| WHAT YOU HAVE TO DO |
Among the entries that follow, find the lines containing the string "move" and copy them.

| SUPPLIED DATA |
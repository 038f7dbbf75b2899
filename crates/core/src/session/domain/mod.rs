pub mod app_state;
pub mod playlist;
pub mod song;
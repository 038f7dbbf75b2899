pub mod constants;
pub mod model_resolver;
pub mod scratch_dir;
pub mod import_logger;
pub mod import_songs_use_case;
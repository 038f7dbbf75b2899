use std::sync::Arc;
use std::thread::{self, JoinHandle};
use std::time::Duration;

use crossbeam_channel::{select, Receiver, Sender};

use crate::lyrics::domain::lyric_line::LyricTrack;
use crate::sync::domain::clock::Clock;
use crate::sync::domain::playback_state::PlaybackState;
use crate::sync::domain::playback_sync::PlaybackSync;
use crate::sync::domain::sync_frame::{HighlightMode, SyncFrame};

pub const DEFAULT_POLL_INTERVAL: Duration = Duration::from_millis(500);

/// Messages sent from the sync thread to the render host.
#[derive(Debug, Clone, PartialEq)]
pub enum SyncMessage {
    Frame(SyncFrame),
    /// Playback reached the end of the track (only with `stop_at_end`).
    Finished,
    Cancelled,
    Error(String),
}

/// Parameters for one sync session.
pub struct SyncParams {
    pub track: LyricTrack,
    pub state: PlaybackState,
    pub interval: Duration,
    pub mode: HighlightMode,
    /// Stop after the first frame with progress 1.0 instead of polling forever.
    pub stop_at_end: bool,
}

/// Owner-side handle of a running sync thread. Dropping it cancels the loop.
pub struct SyncHandle {
    cancel_tx: Option<Sender<()>>,
    thread: Option<JoinHandle<()>>,
}

impl SyncHandle {
    pub fn cancel(&mut self) {
        // Disconnecting the channel wakes the worker immediately.
        self.cancel_tx.take();
    }

    /// Cancel and wait for the thread to exit.
    pub fn stop(mut self) {
        self.cancel();
        self.join_thread();
    }

    fn join_thread(&mut self) {
        if let Some(handle) = self.thread.take() {
            if handle.join().is_err() {
                log::error!("Sync worker panicked");
            }
        }
    }
}

impl Drop for SyncHandle {
    fn drop(&mut self) {
        self.cancel();
        self.join_thread();
    }
}

/// Spawn the polling loop. A frame is emitted immediately, then once per
/// `interval` until cancelled, the receiver is dropped, or the track ends
/// with `stop_at_end`.
pub fn spawn(params: SyncParams, clock: Arc<dyn Clock>) -> (Receiver<SyncMessage>, SyncHandle) {
    let (tx, rx) = crossbeam_channel::unbounded::<SyncMessage>();
    let (cancel_tx, cancel_rx) = crossbeam_channel::bounded::<()>(0);

    let thread = thread::spawn(move || run_sync(&tx, &cancel_rx, &params, &*clock));

    (
        rx,
        SyncHandle {
            cancel_tx: Some(cancel_tx),
            thread: Some(thread),
        },
    )
}

fn run_sync(
    tx: &Sender<SyncMessage>,
    cancel_rx: &Receiver<()>,
    params: &SyncParams,
    clock: &dyn Clock,
) {
    let ticker = crossbeam_channel::tick(params.interval);
    let duration = params.state.duration_seconds();
    log::debug!(
        "Sync loop started: {} lines, {duration:.1}s, every {:?}",
        params.track.len(),
        params.interval
    );

    loop {
        let elapsed = params.state.elapsed_at(clock.now());
        let frame = match PlaybackSync::frame(&params.track, elapsed, duration, params.mode) {
            Ok(frame) => frame,
            Err(e) => {
                let _ = tx.send(SyncMessage::Error(e.to_string()));
                return;
            }
        };

        let done = params.stop_at_end && frame.is_complete();
        if tx.send(SyncMessage::Frame(frame)).is_err() {
            log::debug!("Sync receiver dropped, stopping");
            return;
        }
        if done {
            let _ = tx.send(SyncMessage::Finished);
            return;
        }

        select! {
            recv(cancel_rx) -> _ => {
                let _ = tx.send(SyncMessage::Cancelled);
                return;
            }
            recv(ticker) -> _ => {}
        }
    }
}
use thiserror::Error;

use super::sync_frame::{HighlightMode, HighlightedLine, SyncFrame};
use crate::lyrics::domain::lyric_line::LyricTrack;

#[derive(Error, Debug, Clone, Copy, PartialEq)]
pub enum SyncError {
    #[error("track duration must be positive, got {0}")]
    NonPositiveDuration(f64),
}

/// Pure synchronization rules: which line is active and how far along
/// playback is, given elapsed seconds.
///
/// Holds no clock state; callers recompute elapsed time on every poll.
pub struct PlaybackSync;

impl PlaybackSync {
    /// Index of the last line whose offset is `<= elapsed`.
    ///
    /// Scans in track order and stops at the first line past `elapsed`, so
    /// the result is only meaningful for offset-ascending tracks.
    pub fn active_index(track: &LyricTrack, elapsed: f64) -> Option<usize> {
        let mut active = None;
        for (i, line) in track.iter().enumerate() {
            if elapsed >= line.offset {
                active = Some(i);
            } else {
                break;
            }
        }
        active
    }

    /// Text of the active line, or `""` before the first line.
    pub fn active_line(track: &LyricTrack, elapsed: f64) -> &str {
        Self::active_index(track, elapsed)
            .map(|i| track.lines()[i].text.as_str())
            .unwrap_or("")
    }

    /// `min(elapsed / duration, 1.0)`, floored at 0.
    pub fn progress(elapsed: f64, duration: f64) -> Result<f64, SyncError> {
        if !(duration > 0.0) {
            return Err(SyncError::NonPositiveDuration(duration));
        }
        Ok((elapsed / duration).max(0.0).min(1.0))
    }

    /// `MM:SS / MM:SS` for elapsed and total time.
    pub fn elapsed_label(elapsed: f64, duration: f64) -> String {
        format!("{} / {}", clock_label(elapsed), clock_label(duration))
    }

    pub fn frame(
        track: &LyricTrack,
        elapsed: f64,
        duration: f64,
        mode: HighlightMode,
    ) -> Result<SyncFrame, SyncError> {
        let progress = Self::progress(elapsed, duration)?;
        let active_index = Self::active_index(track, elapsed);
        let active_line = active_index
            .map(|i| track.lines()[i].text.clone())
            .unwrap_or_default();

        let lines = track
            .iter()
            .enumerate()
            .map(|(i, line)| {
                let highlighted = match (mode, active_index) {
                    (_, None) => false,
                    (HighlightMode::Position, Some(active)) => i == active,
                    (HighlightMode::Text, Some(_)) => line.text == active_line,
                };
                HighlightedLine {
                    text: line.text.clone(),
                    highlighted,
                }
            })
            .collect();

        Ok(SyncFrame {
            progress,
            elapsed_label: Self::elapsed_label(elapsed, duration),
            active_line,
            active_index,
            lines,
        })
    }
}

/// `MM:SS` with whole seconds; negative and NaN show as `00:00`.
pub fn clock_label(seconds: f64) -> String {
    let seconds = if seconds > 0.0 { seconds } else { 0.0 };
    let minutes = (seconds / 60.0).floor() as u64;
    let secs = (seconds % 60.0).floor() as u64;
    format!("{minutes:02}:{secs:02}")
}
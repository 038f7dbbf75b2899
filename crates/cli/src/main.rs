mod player;
mod render;
mod session;
mod settings;

use std::fs;
use std::path::{Path, PathBuf};
use std::process;
use std::sync::Arc;

use clap::{Parser, Subcommand};

use lyric_sync_core::audio::domain::audio_reader::AudioReader;
use lyric_sync_core::audio::infrastructure::ffmpeg_audio_reader::FfmpegAudioReader;
use lyric_sync_core::audio::infrastructure::whisper_recognizer::WhisperRecognizer;
use lyric_sync_core::pipeline::import_logger::LogImportLogger;
use lyric_sync_core::pipeline::import_songs_use_case::ImportSongsUseCase;
use lyric_sync_core::session::domain::app_state::AppState;
use lyric_sync_core::session::domain::song::Song;
use lyric_sync_core::shared::model_resolver;
use lyric_sync_core::shared::scratch_dir::ScratchDir;
use lyric_sync_core::sync::domain::clock::SystemClock;
use lyric_sync_core::sync::domain::sync_frame::HighlightMode;

use render::TerminalRenderer;
use session::InteractiveSession;
use settings::Settings;

/// Transcribe songs into timed lyrics and follow them during playback.
#[derive(Parser)]
#[command(name = "lyric-sync")]
struct Cli {
    #[command(subcommand)]
    command: Command,

    /// Spoken language of the songs (e.g. en, de).
    #[arg(long, global = true)]
    language: Option<String>,

    /// Whisper model size: tiny, base, small, medium, large-v3, ...
    #[arg(long, global = true)]
    model: Option<String>,

    /// Run Whisper on the CPU only.
    #[arg(long, global = true)]
    no_gpu: bool,

    /// Milliseconds between display refreshes during playback.
    #[arg(long, global = true)]
    poll_interval_ms: Option<u64>,

    /// Highlight rule: position or text.
    #[arg(long, global = true)]
    highlight: Option<HighlightMode>,

    /// Directory where imported audio is stored.
    #[arg(long, global = true)]
    scratch_dir: Option<PathBuf>,

    /// Do not hand the audio to the system player.
    #[arg(long, global = true)]
    no_open_audio: bool,

    /// Stop refreshing once the track ends instead of waiting for Enter.
    #[arg(long, global = true)]
    stop_at_end: bool,

    /// Lines shown around the active line (0 = all).
    #[arg(long, global = true)]
    context_lines: Option<usize>,

    /// Persist the given options as the new defaults.
    #[arg(long, global = true)]
    save_settings: bool,
}

#[derive(Subcommand)]
enum Command {
    /// Transcribe an mp3/wav file into timed lyric text.
    Transcribe {
        audio: PathBuf,

        /// Write the lyrics here instead of stdout.
        #[arg(short, long)]
        output: Option<PathBuf>,
    },
    /// Play an audio file alongside an existing lyric file.
    Sync { audio: PathBuf, lyrics: PathBuf },
    /// Interactive playlist: import, select, play, export.
    Session {
        /// Files to import before the prompt appears.
        files: Vec<PathBuf>,
    },
}

fn main() {
    env_logger::init();

    if let Err(e) = run() {
        eprintln!("Error: {e}");
        process::exit(1);
    }
}

fn run() -> Result<(), Box<dyn std::error::Error>> {
    let cli = Cli::parse();
    let settings = apply_overrides(Settings::load(), &cli);
    validate(&cli, &settings)?;

    if cli.save_settings {
        let path = settings.save()?;
        log::info!("Settings saved to {}", path.display());
    }

    match cli.command {
        Command::Transcribe { audio, output } => run_transcribe(&audio, output.as_deref(), &settings),
        Command::Sync { audio, lyrics } => run_sync(&audio, &lyrics, &settings),
        Command::Session { files } => {
            let input = session::spawn_stdin_reader();
            let mut session =
                InteractiveSession::new(AppState::new(), settings, input, Box::new(build_importer));
            session.run(files)
        }
    }
}

fn apply_overrides(mut settings: Settings, cli: &Cli) -> Settings {
    if let Some(language) = &cli.language {
        settings.language = language.clone();
    }
    if let Some(model) = &cli.model {
        settings.whisper_model = model.clone();
    }
    if cli.no_gpu {
        settings.use_gpu = false;
    }
    if let Some(ms) = cli.poll_interval_ms {
        settings.poll_interval_ms = ms;
    }
    if let Some(mode) = cli.highlight {
        settings.highlight_mode = mode;
    }
    if let Some(dir) = &cli.scratch_dir {
        settings.scratch_dir = Some(dir.clone());
    }
    if cli.no_open_audio {
        settings.open_audio = false;
    }
    if cli.stop_at_end {
        settings.stop_at_end = true;
    }
    if let Some(n) = cli.context_lines {
        settings.context_lines = n;
    }
    settings
}

fn run_transcribe(
    audio: &Path,
    output: Option<&Path>,
    settings: &Settings,
) -> Result<(), Box<dyn std::error::Error>> {
    let name = file_name(audio)?;
    let mut importer = build_importer(settings)?;
    let song = importer.process(audio, &name)?;

    match output {
        Some(path) => {
            fs::write(path, song.lyrics_text())?;
            log::info!(
                "Wrote {} lyric lines to {}",
                song.track().len(),
                path.display()
            );
        }
        None => println!("{}", song.lyrics_text()),
    }
    Ok(())
}

fn run_sync(
    audio: &Path,
    lyrics: &Path,
    settings: &Settings,
) -> Result<(), Box<dyn std::error::Error>> {
    let text = fs::read_to_string(lyrics)?;
    let duration = FfmpegAudioReader.probe_duration(audio)?;
    let song = Song::new(file_name(audio)?, audio, duration, text)?;

    let mut state = AppState::new();
    state.add_song(song);
    state.select(0)?;

    let input = session::spawn_stdin_reader();
    let renderer = TerminalRenderer::from_env(settings.context_lines);
    session::play_selected(&mut state, settings, &renderer, &input, Arc::new(SystemClock))
}

fn build_importer(settings: &Settings) -> Result<ImportSongsUseCase, Box<dyn std::error::Error>> {
    log::info!("Resolving Whisper model: {}", settings.whisper_model);
    let model_path = model_resolver::resolve_whisper(
        &settings.whisper_model,
        None,
        Some(Box::new(download_progress)),
    )?;
    eprintln!();

    let recognizer = WhisperRecognizer::new(&model_path, settings.use_gpu)?;
    let scratch = ScratchDir::resolve(settings.scratch_dir.as_deref());
    log::debug!("Storing uploads in {}", scratch.root().display());

    Ok(ImportSongsUseCase::new(
        Box::new(FfmpegAudioReader),
        Box::new(recognizer),
        scratch,
        settings.language.clone(),
        Box::new(LogImportLogger::new()),
    ))
}

fn validate(cli: &Cli, settings: &Settings) -> Result<(), Box<dyn std::error::Error>> {
    match &cli.command {
        Command::Transcribe { audio, .. } => require_file(audio)?,
        Command::Sync { audio, lyrics } => {
            require_file(audio)?;
            require_file(lyrics)?;
        }
        Command::Session { .. } => {}
    }
    if !(50..=5000).contains(&settings.poll_interval_ms) {
        return Err(format!(
            "Poll interval must be between 50 and 5000 ms, got {}",
            settings.poll_interval_ms
        )
        .into());
    }
    if settings.language.trim().is_empty() {
        return Err("Language must not be empty".into());
    }
    Ok(())
}

fn require_file(path: &Path) -> Result<(), Box<dyn std::error::Error>> {
    if !path.is_file() {
        return Err(format!("Input file not found: {}", path.display()).into());
    }
    Ok(())
}

fn file_name(path: &Path) -> Result<String, Box<dyn std::error::Error>> {
    path.file_name()
        .and_then(|n| n.to_str())
        .map(str::to_string)
        .ok_or_else(|| format!("Not a file name: {}", path.display()).into())
}

fn download_progress(downloaded: u64, total: u64) {
    if total > 0 {
        let pct = (downloaded as f64 / total as f64 * 100.0) as u32;
        eprint!("\rDownloading Whisper model... {pct}%");
    } else {
        eprint!("\rDownloading Whisper model... {downloaded} bytes");
    }
}
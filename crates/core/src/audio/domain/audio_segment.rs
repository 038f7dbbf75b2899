/// Decoded audio: interleaved PCM samples normalized to [-1.0, 1.0].
#[derive(Clone, Debug)]
pub struct AudioSegment {
    samples: Vec<f32>,
    sample_rate: u32,
    channels: u16,
}

impl AudioSegment {
    pub fn new(samples: Vec<f32>, sample_rate: u32, channels: u16) -> Self {
        Self {
            samples,
            sample_rate,
            channels,
        }
    }

    pub fn samples(&self) -> &[f32] {
        &self.samples
    }

    pub fn sample_rate(&self) -> u32 {
        self.sample_rate
    }

    pub fn channels(&self) -> u16 {
        self.channels
    }

    pub fn is_empty(&self) -> bool {
        self.samples.is_empty()
    }

    /// Length in seconds; 0 for a segment with no rate or channels.
    pub fn duration(&self) -> f64 {
        let frames_per_second = self.sample_rate as f64 * self.channels as f64;
        if frames_per_second <= 0.0 {
            return 0.0;
        }
        self.samples.len() as f64 / frames_per_second
    }
}
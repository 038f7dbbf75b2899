use std::path::{Path, PathBuf};

use crate::lyrics::domain::lrc_parser::LrcParser;
use crate::lyrics::domain::lyric_line::LyricTrack;
use crate::sync::domain::playback_sync::SyncError;

/// A processed upload: audio location, duration and its timed lyrics.
///
/// Immutable once built.
#[derive(Clone, Debug, PartialEq)]
pub struct Song {
    name: String,
    audio_path: PathBuf,
    duration_seconds: f64,
    lyrics_text: String,
    track: LyricTrack,
}

impl Song {
    /// Build from canonical lyric text. Malformed lines are dropped.
    pub fn new(
        name: impl Into<String>,
        audio_path: impl Into<PathBuf>,
        duration_seconds: f64,
        lyrics_text: impl Into<String>,
    ) -> Result<Self, SyncError> {
        if !(duration_seconds > 0.0) {
            return Err(SyncError::NonPositiveDuration(duration_seconds));
        }
        let name = name.into();
        let lyrics_text = lyrics_text.into();
        let parsed = LrcParser::parse(&lyrics_text);
        if !parsed.skipped.is_empty() {
            log::warn!(
                "{name}: dropped {} malformed lyric line(s)",
                parsed.skipped.len()
            );
        }
        if !parsed.track.is_ascending() {
            log::warn!("{name}: lyric offsets are not ascending, sync may stall");
        }

        Ok(Self {
            name,
            audio_path: audio_path.into(),
            duration_seconds,
            lyrics_text,
            track: parsed.into_track(),
        })
    }

    pub fn name(&self) -> &str {
        &self.name
    }

    pub fn audio_path(&self) -> &Path {
        &self.audio_path
    }

    pub fn duration_seconds(&self) -> f64 {
        self.duration_seconds
    }

    /// Canonical `[MM:SS.ss]text` lines.
    pub fn lyrics_text(&self) -> &str {
        &self.lyrics_text
    }

    pub fn track(&self) -> &LyricTrack {
        &self.track
    }
}
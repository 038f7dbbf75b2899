pub mod clock;
pub mod playback_state;
pub mod playback_sync;
pub mod sync_frame;
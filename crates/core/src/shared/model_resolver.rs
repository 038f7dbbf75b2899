use std::fs;
use std::io::Write;
use std::path::{Path, PathBuf};

use thiserror::Error;

use super::constants::{APP_DIR_NAME, WHISPER_MODEL_BASE_URL};

#[derive(Error, Debug)]
pub enum ModelResolveError {
    #[error("failed to create model directory: {0}")]
    CacheDir(#[source] std::io::Error),
    #[error("download failed for {url}: {source}")]
    Download {
        url: String,
        #[source]
        source: reqwest::Error,
    },
    #[error("failed to write model to {path}: {source}")]
    Write {
        path: PathBuf,
        #[source]
        source: std::io::Error,
    },
    #[error("could not determine cache directory")]
    NoCacheDir,
}

/// Progress callback: `(bytes_downloaded, total_bytes)`.
/// `total_bytes` is 0 if the server didn't provide Content-Length.
pub type ProgressFn = Box<dyn Fn(u64, u64) + Send>;

/// ggml file name for a Whisper model size, e.g. `medium` -> `ggml-medium.bin`.
pub fn whisper_model_file(model: &str) -> String {
    format!("ggml-{model}.bin")
}

pub fn whisper_model_url(model: &str) -> String {
    format!("{WHISPER_MODEL_BASE_URL}/{}", whisper_model_file(model))
}

/// Resolve a Whisper model by size, downloading it on first use.
pub fn resolve_whisper(
    model: &str,
    bundled_dir: Option<&Path>,
    progress: Option<ProgressFn>,
) -> Result<PathBuf, ModelResolveError> {
    resolve(
        &whisper_model_file(model),
        &whisper_model_url(model),
        bundled_dir,
        progress,
    )
}

/// Resolve a model file by name, checking cache locations before downloading.
///
/// Resolution order:
/// 1. User cache directory (platform-specific)
/// 2. Bundled path (for development / pre-packaged installs)
/// 3. Download from URL to cache
pub fn resolve(
    name: &str,
    url: &str,
    bundled_dir: Option<&Path>,
    progress: Option<ProgressFn>,
) -> Result<PathBuf, ModelResolveError> {
    resolve_in(&model_cache_dir()?, name, url, bundled_dir, progress)
}

fn resolve_in(
    cache_dir: &Path,
    name: &str,
    url: &str,
    bundled_dir: Option<&Path>,
    progress: Option<ProgressFn>,
) -> Result<PathBuf, ModelResolveError> {
    let cached_path = cache_dir.join(name);
    if cached_path.exists() {
        log::debug!("Using cached model {}", cached_path.display());
        return Ok(cached_path);
    }

    if let Some(dir) = bundled_dir {
        let bundled_path = dir.join(name);
        if bundled_path.exists() {
            log::debug!("Using bundled model {}", bundled_path.display());
            return Ok(bundled_path);
        }
    }

    fs::create_dir_all(cache_dir).map_err(ModelResolveError::CacheDir)?;
    log::info!("Downloading {name} from {url}");
    download(url, &cached_path, progress)?;
    Ok(cached_path)
}

/// Platform-specific model cache directory.
///
/// - macOS: `~/Library/Application Support/LyricSync/models/`
/// - Linux: `$XDG_CACHE_HOME/LyricSync/models/` or `~/.cache/LyricSync/models/`
/// - Windows: `%LOCALAPPDATA%/LyricSync/models/`
pub fn model_cache_dir() -> Result<PathBuf, ModelResolveError> {
    #[cfg(target_os = "macos")]
    let base = dirs::data_dir();
    #[cfg(not(target_os = "macos"))]
    let base = dirs::cache_dir();

    base.map(|d| d.join(APP_DIR_NAME).join("models"))
        .ok_or(ModelResolveError::NoCacheDir)
}

fn download(url: &str, dest: &Path, progress: Option<ProgressFn>) -> Result<(), ModelResolveError> {
    let download_err = |source| ModelResolveError::Download {
        url: url.to_string(),
        source,
    };

    let response = reqwest::blocking::get(url)
        .and_then(|r| r.error_for_status())
        .map_err(download_err)?;
    let total = response.content_length().unwrap_or(0);
    let bytes = response.bytes().map_err(download_err)?;

    // Written to a .part file first so a failed download never looks cached.
    let temp_path = dest.with_extension("part");
    let write_err = |source| ModelResolveError::Write {
        path: temp_path.clone(),
        source,
    };
    let mut file = fs::File::create(&temp_path).map_err(write_err)?;

    let mut downloaded: u64 = 0;
    for chunk in bytes.chunks(1024 * 1024) {
        file.write_all(chunk).map_err(write_err)?;
        downloaded += chunk.len() as u64;
        if let Some(ref cb) = progress {
            cb(downloaded, total);
        }
    }
    file.flush().map_err(write_err)?;
    drop(file);

    fs::rename(&temp_path, dest).map_err(|e| ModelResolveError::Write {
        path: dest.to_path_buf(),
        source: e,
    })?;

    Ok(())
}

#[cfg(test)]
mod tests {
    use super::*;
    use tempfile::TempDir;

    const UNREACHABLE: &str = "http://invalid.nonexistent.example.com/model.bin";

    #[test]
    fn test_whisper_model_naming() {
        assert_eq!(whisper_model_file("medium"), "ggml-medium.bin");
        assert!(whisper_model_url("tiny.en").ends_with("/ggml-tiny.en.bin"));
    }

    #[test]
    fn test_resolve_prefers_cache() {
        let tmp = TempDir::new().unwrap();
        let cached = tmp.path().join("ggml-tiny.bin");
        fs::write(&cached, b"cached").unwrap();

        let path = resolve_in(tmp.path(), "ggml-tiny.bin", UNREACHABLE, None, None).unwrap();
        assert_eq!(path, cached);
    }

    #[test]
    fn test_resolve_falls_back_to_bundled() {
        let tmp = TempDir::new().unwrap();
        let cache_dir = tmp.path().join("cache");
        let bundled_dir = tmp.path().join("bundled");
        fs::create_dir_all(&bundled_dir).unwrap();
        fs::write(bundled_dir.join("ggml-tiny.bin"), b"bundled").unwrap();

        let path = resolve_in(
            &cache_dir,
            "ggml-tiny.bin",
            UNREACHABLE,
            Some(&bundled_dir),
            None,
        )
        .unwrap();
        assert_eq!(path, bundled_dir.join("ggml-tiny.bin"));
        assert!(!cache_dir.exists());
    }

    #[test]
    fn test_model_cache_dir_returns_path() {
        let path = model_cache_dir().unwrap();
        assert!(path.to_string_lossy().contains(APP_DIR_NAME));
        assert!(path.ends_with("models"));
    }

    #[test]
    #[ignore] // Requires network access
    fn test_download_to_file() {
        let tmp = TempDir::new().unwrap();
        let dest = tmp.path().join("robots.txt");

        let progress_called = std::sync::Arc::new(std::sync::atomic::AtomicBool::new(false));
        let flag = progress_called.clone();

        let result = download(
            "https://www.google.com/robots.txt",
            &dest,
            Some(Box::new(move |_downloaded, _total| {
                flag.store(true, std::sync::atomic::Ordering::Relaxed);
            })),
        );
        assert!(result.is_ok(), "download failed: {:?}", result.err());
        assert!(!fs::read(&dest).unwrap().is_empty());
        assert!(progress_called.load(std::sync::atomic::Ordering::Relaxed));
    }

    #[test]
    fn test_failed_download_leaves_nothing_behind() {
        let tmp = TempDir::new().unwrap();
        let cache_dir = tmp.path().join("cache");
        let result = resolve_in(&cache_dir, "ggml-x.bin", UNREACHABLE, None, None);
        assert!(matches!(result, Err(ModelResolveError::Download { .. })));
        assert!(!cache_dir.join("ggml-x.bin").exists());
        assert!(!cache_dir.join("ggml-x.part").exists());
    }
}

| RESPONSE TO THIS EXERCISE |
    let thread = thread::spawn(move || run_sync(&tx, &cancel_rx, &params, &*clock));
            Some(Box::new(move |_downloaded, _total| {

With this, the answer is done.